Anonim

Die Medikamente Staltor und Cholstat, die für einen hohen Cholesterinspiegel angezeigt sind, wenn die Ernährung alleine nicht ausreicht, behandeln auf lange Sicht Hyperlipidämie. Diese pharmazeutische Spezialität wird weltweit mehr als 6 Millionen Patienten mit hohem Cholesterinspiegel verschrieben.

Der Rückzug dieses Statins vom Markt wurde aus medizinischen und ethischen Gründen vor allen finanziellen Erwägungen beschlossen. Cerivastatin wurde insbesondere in Kombination mit "Gemfibrozil" mit dem Risiko einer Rhabomyolyse in Verbindung gebracht, einer schwerwiegenden Muskelkomplikation, die tödlich sein kann. So hatte die AFSSAPS (Französische Agentur für die gesundheitliche Sicherheit von Gesundheitsprodukten) im vergangenen Monat vor dieser Wirkstoffkombination gewarnt, indem sie Ärzte und Patienten auf mögliche Nebenwirkungen (Muskelschwäche oder Schmerzen) aufmerksam gemacht hatte. Angesichts eines realen Risikos (in den USA wurden 31 Todesfälle verzeichnet) zog es das Bayer-Labor vor, dieses Medikament sofort vom Markt zu nehmen.

Praktische Kommentare

Wenn der Nutzen von Cerivastatin über einen längeren Zeitraum (mehrere Monate) untersucht wird, ist das Absetzen dieser Behandlung kein kurzfristiges Risiko.
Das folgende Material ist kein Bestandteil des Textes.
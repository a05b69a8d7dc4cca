//! The top-level `Cpu`: ties registers, PSRs, the pipeline, the
//! coprocessor bus, and the dispatch table together behind a single
//! `step` entry point.

use emu_core::{Observable, Value};

use crate::alu;
use crate::blockxfer;
use crate::branch;
use crate::bus::{Abort, CoreBus, CycleKind, Size};
use crate::coproc::{CoprocOp, CoprocessorBus, CoprocAck, MrcResult};
use crate::dataproc::{self, DpOp};
use crate::decode::{self, HalfwordKind, Instruction, Operand2};
use crate::exceptions::{self, ExceptionKind};
use crate::loadstore;
use crate::model::CpuVariant;
use crate::pipeline::Pipeline;

use crate::psr::{condition_holds, Mode, Psr, C, F, I as I_FLAG, N, T, V, Z};
use crate::registers::{Registers, LR, PC};
use crate::shifter::{self, Shifted};

/// Saved-PSR bank: one SPSR per exception-capable mode. USR/SYS have no
/// SPSR (reading it there is undefined and never attempted by this core).
#[derive(Debug, Clone, Copy, Default, PartialEq, Eq)]
struct SpsrBank {
    fiq: Psr,
    irq: Psr,
    svc: Psr,
    abt: Psr,
    und: Psr,
}

impl SpsrBank {
    fn get(&self, mode: Mode) -> Psr {
        match mode {
            Mode::Fiq => self.fiq,
            Mode::Irq => self.irq,
            Mode::Svc => self.svc,
            Mode::Abt => self.abt,
            Mode::Und => self.und,
            Mode::Usr | Mode::Sys => Psr::from_bits(0),
        }
    }

    fn set(&mut self, mode: Mode, psr: Psr) {
        match mode {
            Mode::Fiq => self.fiq = psr,
            Mode::Irq => self.irq = psr,
            Mode::Svc => self.svc = psr,
            Mode::Abt => self.abt = psr,
            Mode::Und => self.und = psr,
            Mode::Usr | Mode::Sys => {}
        }
    }
}

/// External interrupt request lines, sampled once per instruction
/// boundary (§4.I).
#[derive(Debug, Clone, Copy, Default, PartialEq, Eq)]
pub struct PendingSignals {
    pub irq: bool,
    pub fiq: bool,
}

/// The instruction-accurate ARM core.
pub struct Cpu {
    regs: Registers,
    cpsr: Psr,
    spsr: SpsrBank,
    pipeline: Pipeline,
    coprocessors: CoprocessorBus,
    variant: CpuVariant,
    pending: PendingSignals,
    halted: bool,
    /// `R15` as it should read when used as an ALU/address operand by the
    /// instruction currently executing: the address that instruction was
    /// fetched from, plus 8 (the architectural pipeline offset, §3). This
    /// is distinct from `regs[PC]`, which tracks the address the *next*
    /// fetch will use.
    pc_operand: u32,
    /// Instructions that have left the pipeline's execute stage,
    /// including ones skipped by a failing condition code (§3 "Cycle
    /// counters").
    retired: u64,
    /// Coprocessor register-transfer/data-operation cycles (MRC/MCR/CDP),
    /// the one bus-cycle category with no memory access of its own (§3
    /// "Cycle counters"). LDC/STC bump the ordinary N-cycle counter
    /// instead, through `CoreBus::read`/`write`.
    coprocessor_cycles: u64,
}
Andere derzeit auf dem Markt befindliche pharmazeutische Spezialitäten können dieses vom Markt genommene Produkt ersetzen (HMG Co-A-Reduktase-Hemmer oder andere Statine). Darüber hinaus gibt es mehrere Medikamentenklassen mit ähnlichen Indikationen. Patienten, die mit Staltor oder Cholstat behandelt werden, wird empfohlen, ihren Arzt ohne besondere Dringlichkeit zu konsultieren, um ihre Verschreibung zu ändern. Patienten, die mit einem dieser Medikamente behandelt werden und unter Muskelschmerzen leiden oder Lipur® in Kombination einnehmen, sollten dringend einen Arzt konsultieren.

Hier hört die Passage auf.